TASK TO COMPLETE
Write the data out again, matching every line exactly.

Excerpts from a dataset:
_ _ _ _ _ _ _
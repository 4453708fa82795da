//! Thread protocol wire messages.
//!
//! Hand-maintained prost derives, checked in so the crate builds without a
//! protoc toolchain. Field numbers are frozen; only append new fields.
//!
//! A [`ThreadMessage`] is the stream envelope: one request/reply exchange
//! per bidirectional stream. The gossip payload for a thread topic is the
//! canonical encoding of a `ThreadMessage` carrying a [`PushRecordRequest`],
//! byte-identical to what travels over a stream.

/// Request header: sender identity plus the transport-level authentication
/// and key material for the carried record.
#[derive(Clone, PartialEq, ::prost::Message)]
pub struct Header {
    /// Sender peer id (32 bytes).
    #[prost(bytes = "vec", tag = "1")]
    pub from: Vec<u8>,
    /// Ed25519 signature over the canonical record bytes (push only).
    #[prost(bytes = "vec", tag = "2")]
    pub signature: Vec<u8>,
    /// Sender public key, when the peer id alone is not extractable.
    #[prost(bytes = "vec", optional, tag = "3")]
    pub key: Option<Vec<u8>>,
    /// Follow key for the carried record's log (bootstrap pushes only).
    #[prost(bytes = "vec", optional, tag = "4")]
    pub follow_key: Option<Vec<u8>>,
    /// Which log's read key seals the carried event body.
    #[prost(bytes = "vec", optional, tag = "5")]
    pub read_key_log_id: Option<Vec<u8>>,
}

/// A log descriptor as served by GetLogs.
#[derive(Clone, PartialEq, ::prost::Message)]
pub struct Log {
    #[prost(bytes = "vec", tag = "1")]
    pub id: Vec<u8>,
    #[prost(bytes = "vec", tag = "2")]
    pub pub_key: Vec<u8>,
    #[prost(bytes = "vec", optional, tag = "3")]
    pub follow_key: Option<Vec<u8>>,
    #[prost(bytes = "vec", optional, tag = "4")]
    pub read_key: Option<Vec<u8>>,
    /// `/p2p/<peer-id>` address strings.
    #[prost(string, repeated, tag = "5")]
    pub addrs: Vec<String>,
    /// Chain tips (32-byte cids).
    #[prost(bytes = "vec", repeated, tag = "6")]
    pub heads: Vec<Vec<u8>>,
}

/// A record on the wire: the sealed envelope and sealed event body.
/// Signing is over the canonical encoding of this message.
#[derive(Clone, PartialEq, ::prost::Message)]
pub struct Record {
    #[prost(bytes = "vec", tag = "1")]
    pub envelope: Vec<u8>,
    #[prost(bytes = "vec", tag = "2")]
    pub body: Vec<u8>,
}

#[derive(Clone, PartialEq, ::prost::Message)]
pub struct GetLogsRequest {
    #[prost(message, optional, tag = "1")]
    pub header: Option<Header>,
    #[prost(bytes = "vec", tag = "2")]
    pub thread_id: Vec<u8>,
}

#[derive(Clone, PartialEq, ::prost::Message)]
pub struct GetLogsReply {
    #[prost(message, repeated, tag = "1")]
    pub logs: Vec<Log>,
}

#[derive(Clone, PartialEq, ::prost::Message)]
pub struct PushRecordRequest {
    #[prost(message, optional, tag = "1")]
    pub header: Option<Header>,
    #[prost(bytes = "vec", tag = "2")]
    pub thread_id: Vec<u8>,
    #[prost(bytes = "vec", tag = "3")]
    pub log_id: Vec<u8>,
    #[prost(message, optional, tag = "4")]
    pub record: Option<Record>,
}

#[derive(Clone, PartialEq, ::prost::Message)]
pub struct PushRecordReply {
    /// Set when the receiver became a follower of the pushed log and is now
    /// reachable at this address.
    #[prost(string, optional, tag = "1")]
    pub new_addr: Option<String>,
}

#[derive(Clone, PartialEq, ::prost::Message)]
pub struct PullRecordsRequest {
    #[prost(message, optional, tag = "1")]
    pub header: Option<Header>,
    #[prost(bytes = "vec", tag = "2")]
    pub thread_id: Vec<u8>,
    #[prost(bytes = "vec", tag = "3")]
    pub log_id: Vec<u8>,
    /// Resume point (exclusive); absent means "from the beginning of the chain".
    #[prost(bytes = "vec", optional, tag = "4")]
    pub offset: Option<Vec<u8>>,
    #[prost(int32, tag = "5")]
    pub limit: i32,
}

#[derive(Clone, PartialEq, ::prost::Message)]
pub struct PullRecordsReply {
    #[prost(message, repeated, tag = "1")]
    pub records: Vec<Record>,
}

/// Carried instead of a reply when a request is rejected.
#[derive(Clone, PartialEq, ::prost::Message)]
pub struct ErrorReply {
    #[prost(string, tag = "1")]
    pub error: String,
}

/// Stream envelope for the thread protocol.
#[derive(Clone, PartialEq, ::prost::Message)]
pub struct ThreadMessage {
    #[prost(oneof = "thread_message::Message", tags = "1, 2, 3, 4, 5, 6, 7")]
    pub message: Option<thread_message::Message>,
}

pub mod thread_message {
    #[derive(Clone, PartialEq, ::prost::Oneof)]
    pub enum Message {
        #[prost(message, tag = "1")]
        GetLogsRequest(super::GetLogsRequest),
        #[prost(message, tag = "2")]
        GetLogsReply(super::GetLogsReply),
        #[prost(message, tag = "3")]
        PushRecordRequest(super::PushRecordRequest),
        #[prost(message, tag = "4")]
        PushRecordReply(super::PushRecordReply),
        #[prost(message, tag = "5")]
        PullRecordsRequest(super::PullRecordsRequest),
        #[prost(message, tag = "6")]
        PullRecordsReply(super::PullRecordsReply),
        #[prost(message, tag = "7")]
        ErrorReply(super::ErrorReply),
    }
}

#[cfg(test)]
mod tests {
    use super::*;
    use prost::Message;

    #[test]
    fn push_request_roundtrip_is_byte_identical() {
        let req = PushRecordRequest {
            header: Some(Header {
                from: vec![1u8; 32],
                signature: vec![2u8; 64],
                key: Some(vec![3u8; 32]),
                follow_key: Some(vec![4u8; 32]),
                read_key_log_id: None,
            }),
            thread_id: vec![5u8; 16],
            log_id: vec![6u8; 32],
            record: Some(Record {
                envelope: vec![7u8; 48],
                body: vec![8u8; 40],
            }),
        };

        let msg = ThreadMessage {
            message: Some(thread_message::Message::PushRecordRequest(req)),
        };
        let bytes = msg.encode_to_vec();
        let decoded = ThreadMessage::decode(&bytes[..]).unwrap();
        assert_eq!(decoded, msg);
        assert_eq!(decoded.encode_to_vec(), bytes);
    }

    #[test]
    fn absent_optionals_stay_absent() {
        let req = PullRecordsRequest {
            header: Some(Header {
                from: vec![1u8; 32],
                ..Default::default()
            }),
            thread_id: vec![5u8; 16],
            log_id: vec![6u8; 32],
            offset: None,
            limit: 0,
        };
        let bytes = req.encode_to_vec();
        let decoded = PullRecordsRequest::decode(&bytes[..]).unwrap();
        assert_eq!(decoded.offset, None);
        assert_eq!(decoded.limit, 0);
    }
}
_ _ _ _ _ _ _
EXERCISE RESPONSE
repository 4453708fa82795da
//! Thread protocol wire messages.
//!
//! Hand-maintained prost derives, checked in so the crate builds without a
//! protoc toolchain. Field numbers are frozen; only append new fields.
//!
//! A [`ThreadMessage`] is the stream envelope: one request/reply exchange
//! per bidirectional stream. The gossip payload for a thread topic is the
//! canonical encoding of a `ThreadMessage` carrying a [`PushRecordRequest`],
//! byte-identical to what travels over a stream.

/// Request header: sender identity plus the transport-level authentication
/// and key material for the carried record.
#[derive(Clone, PartialEq, ::prost::Message)]
pub struct Header {
    /// Sender peer id (32 bytes).
    #[prost(bytes = "vec", tag = "1")]
    pub from: Vec<u8>,
    /// Ed25519 signature over the canonical record bytes (push only).
    #[prost(bytes = "vec", tag = "2")]
    pub signature: Vec<u8>,
    /// Sender public key, when the peer id alone is not extractable.
    #[prost(bytes = "vec", optional, tag = "3")]
    pub key: Option<Vec<u8>>,
    /// Follow key for the carried record's log (bootstrap pushes only).
    #[prost(bytes = "vec", optional, tag = "4")]
    pub follow_key: Option<Vec<u8>>,
    /// Which log's read key seals the carried event body.
    #[prost(bytes = "vec", optional, tag = "5")]
    pub read_key_log_id: Option<Vec<u8>>,
}

/// A log descriptor as served by GetLogs.
#[derive(Clone, PartialEq, ::prost::Message)]
pub struct Log {
    #[prost(bytes = "vec", tag = "1")]
    pub id: Vec<u8>,
    #[prost(bytes = "vec", tag = "2")]
    pub pub_key: Vec<u8>,
    #[prost(bytes = "vec", optional, tag = "3")]
    pub follow_key: Option<Vec<u8>>,
    #[prost(bytes = "vec", optional, tag = "4")]
    pub read_key: Option<Vec<u8>>,
    /// `/p2p/<peer-id>` address strings.
    #[prost(string, repeated, tag = "5")]
    pub addrs: Vec<String>,
    /// Chain tips (32-byte cids).
    #[prost(bytes = "vec", repeated, tag = "6")]
    pub heads: Vec<Vec<u8>>,
}

/// A record on the wire: the sealed envelope and sealed event body.
/// Signing is over the canonical encoding of this message.
#[derive(Clone, PartialEq, ::prost::Message)]
pub struct Record {
    #[prost(bytes = "vec", tag = "1")]
    pub envelope: Vec<u8>,
    #[prost(bytes = "vec", tag = "2")]
    pub body: Vec<u8>,
}

#[derive(Clone, PartialEq, ::prost::Message)]
pub struct GetLogsRequest {
    #[prost(message, optional, tag = "1")]
    pub header: Option<Header>,
    #[prost(bytes = "vec", tag = "2")]
    pub thread_id: Vec<u8>,
}

#[derive(Clone, PartialEq, ::prost::Message)]
pub struct GetLogsReply {
    #[prost(message, repeated, tag = "1")]
    pub logs: Vec<Log>,
}

#[derive(Clone, PartialEq, ::prost::Message)]
pub struct PushRecordRequest {
    #[prost(message, optional, tag = "1")]
    pub header: Option<Header>,
    #[prost(bytes = "vec", tag = "2")]
    pub thread_id: Vec<u8>,
    #[prost(bytes = "vec", tag = "3")]
    pub log_id: Vec<u8>,
    #[prost(message, optional, tag = "4")]
    pub record: Option<Record>,
}

#[derive(Clone, PartialEq, ::prost::Message)]
pub struct PushRecordReply {
    /// Set when the receiver became a follower of the pushed log and is now
    /// reachable at this address.
    #[prost(string, optional, tag = "1")]
    pub new_addr: Option<String>,
}

#[derive(Clone, PartialEq, ::prost::Message)]
pub struct PullRecordsRequest {
    #[prost(message, optional, tag = "1")]
    pub header: Option<Header>,
    #[prost(bytes = "vec", tag = "2")]
    pub thread_id: Vec<u8>,
    #[prost(bytes = "vec", tag = "3")]
    pub log_id: Vec<u8>,
    /// Resume point (exclusive); absent means "from the beginning of the chain".
    #[prost(bytes = "vec", optional, tag = "4")]
    pub offset: Option<Vec<u8>>,
    #[prost(int32, tag = "5")]
    pub limit: i32,
}

#[derive(Clone, PartialEq, ::prost::Message)]
pub struct PullRecordsReply {
    #[prost(message, repeated, tag = "1")]
    pub records: Vec<Record>,
}

/// Carried instead of a reply when a request is rejected.
#[derive(Clone, PartialEq, ::prost::Message)]
pub struct ErrorReply {
    #[prost(string, tag = "1")]
    pub error: String,
}

/// Stream envelope for the thread protocol.
#[derive(Clone, PartialEq, ::prost::Message)]
pub struct ThreadMessage {
    #[prost(oneof = "thread_message::Message", tags = "1, 2, 3, 4, 5, 6, 7")]
    pub message: Option<thread_message::Message>,
}

pub mod thread_message {
    #[derive(Clone, PartialEq, ::prost::Oneof)]
    pub enum Message {
        #[prost(message, tag = "1")]
        GetLogsRequest(super::GetLogsRequest),
        #[prost(message, tag = "2")]
        GetLogsReply(super::GetLogsReply),
        #[prost(message, tag = "3")]
        PushRecordRequest(super::PushRecordRequest),
        #[prost(message, tag = "4")]
        PushRecordReply(super::PushRecordReply),
        #[prost(message, tag = "5")]
        PullRecordsRequest(super::PullRecordsRequest),
        #[prost(message, tag = "6")]
        PullRecordsReply(super::PullRecordsReply),
        #[prost(message, tag = "7")]
        ErrorReply(super::ErrorReply),
    }
}

#[cfg(test)]
mod tests {
    use super::*;
    use prost::Message;

    #[test]
    fn push_request_roundtrip_is_byte_identical() {
        let req = PushRecordRequest {
            header: Some(Header {
                from: vec![1u8; 32],
                signature: vec![2u8; 64],
                key: Some(vec![3u8; 32]),
                follow_key: Some(vec![4u8; 32]),
                read_key_log_id: None,
            }),
            thread_id: vec![5u8; 16],
            log_id: vec![6u8; 32],
            record: Some(Record {
                envelope: vec![7u8; 48],
                body: vec![8u8; 40],
            }),
        };

        let msg = ThreadMessage {
            message: Some(thread_message::Message::PushRecordRequest(req)),
        };
        let bytes = msg.encode_to_vec();
        let decoded = ThreadMessage::decode(&bytes[..]).unwrap();
        assert_eq!(decoded, msg);
        assert_eq!(decoded.encode_to_vec(), bytes);
    }

    #[test]
    fn absent_optionals_stay_absent() {
        let req = PullRecordsRequest {
            header: Some(Header {
                from: vec![1u8; 32],
                ..Default::default()
            }),
            thread_id: vec![5u8; 16],
            log_id: vec![6u8; 32],
            offset: None,
            limit: 0,
        };
        let bytes = req.encode_to_vec();
        let decoded = PullRecordsRequest::decode(&bytes[..]).unwrap();
        assert_eq!(decoded.offset, None);
        assert_eq!(decoded.limit, 0);
    }
}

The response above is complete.